A recolha e revenda de bens usados é a fonte de rendimento da Reto, a par de outras atividades com menor expressão (como a serralharia de Vila Nova de Gaia e as carpintarias de Coimbra e Loures, que executam trabalhos a partir de matérias virgens). As práticas foram evoluindo: no passado, perante uma menor disponibilidade de materiais, “até parafusos do chão se apanhava com ímanes”, conta João. A indústria da reciclagem e os requisitos ambientais eram mais incipientes, e por isso os colchões e sofás que ficavam por vender eram queimados. Hoje em dia, os 50% de materiais que não vão para loja (por falta de qualidade, mau estado ou avaria) são separados e encaminhados para reciclagem, constituindo fontes de rendimento complementares.

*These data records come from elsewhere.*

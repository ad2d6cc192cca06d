//! Fixed-rate pacing, tick statistics and RT thread setup.
//!
//! ## Pacing
//! `next_wake` starts at loop start and advances by exactly one interval per
//! tick (fixed-rate, not fixed-delay), so the callback duration never shifts
//! the schedule. A tick that ends after its `next_wake` is an overrun,
//! handled per [`OverrunPolicy`].
//!
//! ## RT Setup Sequence (`rt` feature)
//! 1. `mlockall(MCL_CURRENT | MCL_FUTURE)` - lock all pages.
//! 2. Prefault stack pages.
//! 3. `sched_setaffinity` - pin to the configured CPU core.
//! 4. `sched_setscheduler(SCHED_FIFO, priority)` - RT priority.

use std::thread;
use std::time::{Duration, Instant};

use kenate_common::config::{OverrunPolicy, RtConfig};
use kenate_common::consts::{MAX_FREQUENCY_HZ, MIN_FREQUENCY_HZ};

use crate::error::EngineError;

/// Tick interval for `hz`.
///
/// # Errors
///
/// [`EngineError::InvalidFrequency`] if `hz` is not finite or outside
/// [`MIN_FREQUENCY_HZ`]..=[`MAX_FREQUENCY_HZ`].
pub fn tick_interval(hz: f64) -> Result<Duration, EngineError> {
    if !hz.is_finite() || !(MIN_FREQUENCY_HZ..=MAX_FREQUENCY_HZ).contains(&hz) {
        return Err(EngineError::InvalidFrequency(hz));
    }
    let interval =
        Duration::try_from_secs_f64(1.0 / hz).map_err(|_| EngineError::InvalidFrequency(hz))?;
    if interval.is_zero() {
        return Err(EngineError::InvalidFrequency(hz));
    }
    Ok(interval)
}

// ─── Pacer ──────────────────────────────────────────────────────────

/// A tick that finished after its scheduled wake time.
#[derive(Debug, Clone, Copy, PartialEq, Eq)]
pub struct Overrun {
    /// How far past `next_wake` the tick ended.
    pub late: Duration,
    /// Wake slots dropped by [`OverrunPolicy::Skip`]; always 0 under `Lag`.
    pub skipped: u64,
}

/// Absolute-deadline scheduler for the control loop.
#[derive(Debug, Clone)]
pub struct Pacer {
    interval: Duration,
    next_wake: Instant,
    policy: OverrunPolicy,
}

impl Pacer {
    /// Start a schedule now.
    pub fn new(interval: Duration, policy: OverrunPolicy) -> Self {
        Self::starting_at(Instant::now(), interval, policy)
    }

    /// Start a schedule at `origin`.
    pub fn starting_at(origin: Instant, interval: Duration, policy: OverrunPolicy) -> Self {
        Self {
            interval,
            next_wake: origin,
            policy,
        }
    }

    pub fn interval(&self) -> Duration {
        self.interval
    }

    pub fn next_wake(&self) -> Instant {
        self.next_wake
    }

    /// Move the deadline forward by one interval.
    ///
    /// A deadline past the range of `Instant` is not representable; the
    /// deadline then stays where it is.
    #[inline]
    pub fn advance(&mut self) {
        if let Some(next) = self.next_wake.checked_add(self.interval) {
            self.next_wake = next;
        }
    }

    /// Compare `now` against the deadline and apply the overrun policy.
    ///
    /// Under `Skip`, `next_wake` is realigned to the first boundary of the
    /// fixed-rate schedule that is not in the past.
    pub fn settle(&mut self, now: Instant) -> Option<Overrun> {
        let late = now.checked_duration_since(self.next_wake)?;
        if late.is_zero() {
            return None;
        }
        let skipped = match self.policy {
            OverrunPolicy::Lag => 0,
            OverrunPolicy::Skip => {
                let interval_ns = self.interval.as_nanos();
                let slots = late.as_nanos().div_ceil(interval_ns);
                let jump_ns = u64::try_from(slots * interval_ns).unwrap_or(u64::MAX);
                if let Some(next) = self.next_wake.checked_add(Duration::from_nanos(jump_ns)) {
                    self.next_wake = next;
                }
                u64::try_from(slots).unwrap_or(u64::MAX)
            }
        };
        Some(Overrun { late, skipped })
    }

    /// Advance, settle against the clock, then sleep until the deadline.
    pub fn wait(&mut self) -> Option<Overrun> {
        self.advance();
        let now = Instant::now();
        let overrun = self.settle(now);
        if let Some(remaining) = self.next_wake.checked_duration_since(now) {
            if !remaining.is_zero() {
                thread::sleep(remaining);
            }
        }
        overrun
    }
}

// ─── Cycle Statistics ───────────────────────────────────────────────

/// O(1) per-tick timing statistics, published by the loop thread.
#[derive(Debug, Clone, Copy, PartialEq, Eq)]
pub struct CycleStats {
    /// Ticks executed.
    pub tick_count: u64,
    /// Last tick duration [ns] (transition + update).
    pub last_tick_ns: u64,
    /// Minimum tick duration [ns].
    pub min_tick_ns: u64,
    /// Maximum tick duration [ns].
    pub max_tick_ns: u64,
    /// Running sum for average computation.
    pub sum_tick_ns: u64,
    /// Ticks that finished after their wake time.
    pub overruns: u64,
    /// Wake slots dropped under [`OverrunPolicy::Skip`].
    pub skipped_ticks: u64,
    /// Worst lateness seen [ns].
    pub max_lateness_ns: u64,
    /// Transitions applied, fail-safe switches included.
    pub transitions: u64,
    /// Contained callback faults.
    pub faults: u64,
}

impl CycleStats {
    /// Zeroed stats.
    pub const fn new() -> Self {
        Self {
            tick_count: 0,
            last_tick_ns: 0,
            min_tick_ns: u64::MAX,
            max_tick_ns: 0,
            sum_tick_ns: 0,
            overruns: 0,
            skipped_ticks: 0,
            max_lateness_ns: 0,
            transitions: 0,
            faults: 0,
        }
    }

    /// Record a tick duration. O(1), no allocation.
    #[inline]
    pub fn record(&mut self, duration_ns: u64) {
        self.tick_count += 1;
        self.last_tick_ns = duration_ns;
        self.min_tick_ns = self.min_tick_ns.min(duration_ns);
        self.max_tick_ns = self.max_tick_ns.max(duration_ns);
        self.sum_tick_ns = self.sum_tick_ns.saturating_add(duration_ns);
    }

    /// Record an overrun reported by the [`Pacer`].
    #[inline]
    pub fn record_overrun(&mut self, overrun: &Overrun) {
        self.overruns += 1;
        self.skipped_ticks += overrun.skipped;
        let late_ns = u64::try_from(overrun.late.as_nanos()).unwrap_or(u64::MAX);
        self.max_lateness_ns = self.max_lateness_ns.max(late_ns);
    }

    /// Average tick duration [ns] (0 if no ticks).
    #[inline]
    pub fn avg_tick_ns(&self) -> u64 {
        if self.tick_count == 0 {
            0
        } else {
            self.sum_tick_ns / self.tick_count
        }
    }
}

impl Default for CycleStats {
    fn default() -> Self {
        Self::new()
    }
}

// ─── RT Setup ───────────────────────────────────────────────────────

#[cfg(feature = "rt")]
fn rt_mlockall() -> Result<(), EngineError> {
    use nix::sys::mman::{MlockallFlags, mlockall};
    mlockall(MlockallFlags::MCL_CURRENT | MlockallFlags::MCL_FUTURE)
        .map_err(|e| EngineError::RtSetup(format!("mlockall failed: {e}")))
}

#[cfg(feature = "rt")]
fn prefault_stack() {
    // 256 KiB, well inside the default 2 MiB thread stack.
    let mut buf = [0u8; 256 * 1024];
    for byte in buf.iter_mut() {
        unsafe { core::ptr::write_volatile(byte, 0xFF) };
    }
    core::hint::black_box(&buf);
}

#[cfg(feature = "rt")]
fn rt_set_affinity(cpu: usize) -> Result<(), EngineError> {
    use nix::sched::{CpuSet, sched_setaffinity};
    use nix::unistd::Pid;

    let mut cpuset = CpuSet::new();
    cpuset
        .set(cpu)
        .map_err(|e| EngineError::RtSetup(format!("CpuSet::set({cpu}) failed: {e}")))?;
    sched_setaffinity(Pid::from_raw(0), &cpuset)
        .map_err(|e| EngineError::RtSetup(format!("sched_setaffinity failed: {e}")))
}

#[cfg(feature = "rt")]
fn rt_set_scheduler(priority: i32) -> Result<(), EngineError> {
    let param = libc::sched_param {
        sched_priority: priority,
    };
    let ret = unsafe { libc::sched_setscheduler(0, libc::SCHED_FIFO, &param) };
    if ret != 0 {
        let err = std::io::Error::last_os_error();
        return Err(EngineError::RtSetup(format!(
            "sched_setscheduler(SCHED_FIFO, {priority}) failed: {err}"
        )));
    }
    Ok(())
}

/// Apply the RT setup sequence to the calling thread.
///
/// Called on the loop thread before the first tick. Without the `rt`
/// feature this is a no-op.
#[cfg(feature = "rt")]
pub fn rt_setup(rt: &RtConfig) -> Result<(), EngineError> {
    rt_mlockall()?;
    prefault_stack();
    rt_set_affinity(rt.cpu_core)?;
    rt_set_scheduler(rt.priority)
}

/// Apply the RT setup sequence to the calling thread.
///
/// Called on the loop thread before the first tick. Without the `rt`
/// feature this is a no-op.
#[cfg(not(feature = "rt"))]
pub fn rt_setup(_rt: &RtConfig) -> Result<(), EngineError> {
    Ok(())
}

/// `true` if the calling thread runs under a real-time scheduling policy.
pub fn detect_rt_mode() -> bool {
    #[cfg(target_os = "linux")]
    {
        use libc::{SCHED_FIFO, SCHED_RR, sched_getscheduler};
        let policy = unsafe { sched_getscheduler(0) };
        policy == SCHED_FIFO || policy == SCHED_RR
    }
    #[cfg(not(target_os = "linux"))]
    {
        false
    }
}

#[cfg(test)]
mod tests {
    use super::*;

    const MS: Duration = Duration::from_millis(1);

    #[test]
    fn interval_from_frequency() {
        assert_eq!(tick_interval(100.0).unwrap(), 10 * MS);
        assert_eq!(tick_interval(1.0).unwrap(), Duration::from_secs(1));
        assert!(tick_interval(MAX_FREQUENCY_HZ).is_ok());
        assert_eq!(
            tick_interval(MIN_FREQUENCY_HZ).unwrap(),
            Duration::from_secs(1000)
        );
    }

    #[test]
    fn invalid_frequencies_are_rejected() {
        for hz in [
            0.0,
            -5.0,
            1.0e-19,
            1.0e-20,
            f64::MIN_POSITIVE,
            MIN_FREQUENCY_HZ / 2.0,
            f64::NAN,
            f64::INFINITY,
            MAX_FREQUENCY_HZ * 10.0,
        ] {
            assert!(
                matches!(tick_interval(hz), Err(EngineError::InvalidFrequency(_))),
                "{hz} should be rejected"
            );
        }
    }

    #[test]
    fn advance_is_fixed_rate() {
        let origin = Instant::now();
        let mut pacer = Pacer::starting_at(origin, 10 * MS, OverrunPolicy::Lag);
        pacer.advance();
        pacer.advance();
        pacer.advance();
        assert_eq!(pacer.next_wake(), origin + 30 * MS);
    }

    #[test]
    fn unrepresentable_deadline_does_not_panic() {
        let origin = Instant::now();
        let mut pacer = Pacer::starting_at(origin, Duration::MAX, OverrunPolicy::Lag);
        pacer.advance();
        assert_eq!(pacer.next_wake(), origin);

        let mut pacer = Pacer::starting_at(origin, Duration::MAX, OverrunPolicy::Skip);
        let overrun = pacer.settle(origin + 5 * MS).unwrap();
        assert_eq!(overrun.skipped, 1);
    }

    #[test]
    fn on_time_tick_is_not_an_overrun() {
        let origin = Instant::now();
        let mut pacer = Pacer::starting_at(origin, 10 * MS, OverrunPolicy::Lag);
        pacer.advance();
        assert_eq!(pacer.settle(origin + 4 * MS), None);
        assert_eq!(pacer.settle(origin + 10 * MS), None);
    }

    #[test]
    fn lag_keeps_the_schedule() {
        let origin = Instant::now();
        let mut pacer = Pacer::starting_at(origin, 10 * MS, OverrunPolicy::Lag);
        pacer.advance();
        let overrun = pacer.settle(origin + 35 * MS).unwrap();
        assert_eq!(overrun.late, 25 * MS);
        assert_eq!(overrun.skipped, 0);
        assert_eq!(pacer.next_wake(), origin + 10 * MS);
    }

    #[test]
    fn skip_realigns_to_next_boundary() {
        let origin = Instant::now();
        let mut pacer = Pacer::starting_at(origin, 10 * MS, OverrunPolicy::Skip);
        pacer.advance();
        let overrun = pacer.settle(origin + 35 * MS).unwrap();
        assert_eq!(overrun.late, 25 * MS);
        assert_eq!(overrun.skipped, 3);
        assert_eq!(pacer.next_wake(), origin + 40 * MS);
    }

    #[test]
    fn skip_on_exact_boundary_does_not_overshoot() {
        let origin = Instant::now();
        let mut pacer = Pacer::starting_at(origin, 10 * MS, OverrunPolicy::Skip);
        pacer.advance();
        let overrun = pacer.settle(origin + 30 * MS).unwrap();
        assert_eq!(overrun.skipped, 2);
        assert_eq!(pacer.next_wake(), origin + 30 * MS);
    }

    #[test]
    fn wait_sleeps_until_deadline() {
        let start = Instant::now();
        let mut pacer = Pacer::starting_at(start, 5 * MS, OverrunPolicy::Lag);
        assert!(pacer.wait().is_none());
        assert!(pacer.wait().is_none());
        assert!(start.elapsed() >= 10 * MS);
    }

    #[test]
    fn cycle_stats_basic() {
        let mut stats = CycleStats::new();
        assert_eq!(stats.tick_count, 0);
        assert_eq!(stats.avg_tick_ns(), 0);

        stats.record(500_000);
        assert_eq!(stats.tick_count, 1);
        assert_eq!(stats.last_tick_ns, 500_000);
        assert_eq!(stats.min_tick_ns, 500_000);
        assert_eq!(stats.max_tick_ns, 500_000);

        stats.record(700_000);
        assert_eq!(stats.min_tick_ns, 500_000);
        assert_eq!(stats.max_tick_ns, 700_000);
        assert_eq!(stats.avg_tick_ns(), 600_000);
    }

    #[test]
    fn cycle_stats_overruns() {
        let mut stats = CycleStats::default();
        stats.record_overrun(&Overrun {
            late: 3 * MS,
            skipped: 0,
        });
        stats.record_overrun(&Overrun {
            late: MS,
            skipped: 2,
        });
        assert_eq!(stats.overruns, 2);
        assert_eq!(stats.skipped_ticks, 2);
        assert_eq!(stats.max_lateness_ns, 3_000_000);
    }

    #[test]
    fn rt_setup_no_rt_feature_is_noop() {
        #[cfg(not(feature = "rt"))]
        {
            let rt = RtConfig {
                cpu_core: 0,
                priority: 80,
            };
            assert!(rt_setup(&rt).is_ok());
        }
    }
}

Hélder Júnior e Luís Silva

Quinta, oficinas e campanhas de evangelização

O Centro Reto de Perosinho, em Vila Nova de Gaia, é uma quinta de 2 mil metros quadrados onde vivem 50 pessoas. Há 2 cavalos (pelo prazer de montar) e também vacas, porcos e galinhas para consumo. Todas as infraestruturas foram construídas pelos trabalhadores/beneficiários. Para além de 4 carrinhas para transporte de bens doados, o centro tem também uma caravana utilizada para campanhas bianuais de evangelização. Foi numa destas campanhas que Hélder Júnior conheceu a Reto, há 10 anos. Saiu da droga “a frio”, abraçando o “Deus vivo e poderoso” que a instituição divulga.

Helder Júnior mostra-nos a quinta: edifício principal, instalações dos animais, contentores para reciclagem (cerca de 20 toneladas de madeira seguem mensalmente para a Finsa, fabricante de painéis de madeira aglomerada e MDF), oficina de mecânica, serralharia e atelier de reparação de eletrodomésticos.

Janardo no atelier de reparação de eletrodomésticos

Neste atelier trabalha Janardo, na comunidade há 12 anos. Não era seu plano ficar tanto tempo, mas depois de deixar a heroína, já perto dos 40 anos, não encontrou trabalho. Trocou a arte de padeiro pela de reparador, aprendendo com os companheiros, e agora dedica-se a recuperar as máquinas que ali chegam, com uma taxa de 50% de sucesso. Alguns objetos só precisam de limpeza, outros requerem mais atenção: micro-ondas com fusíveis avariados (depois vendem-se bem, sobretudo a estudantes), máquinas de lavar roupa (também se vendem bem) com a gaveta do detergente rota, como a que tinha em mãos durante a nossa visita. O seu atelier está cheio de peças de substituição que vai retirando das máquinas que não consegue reparar, e que servem para futuras reparações.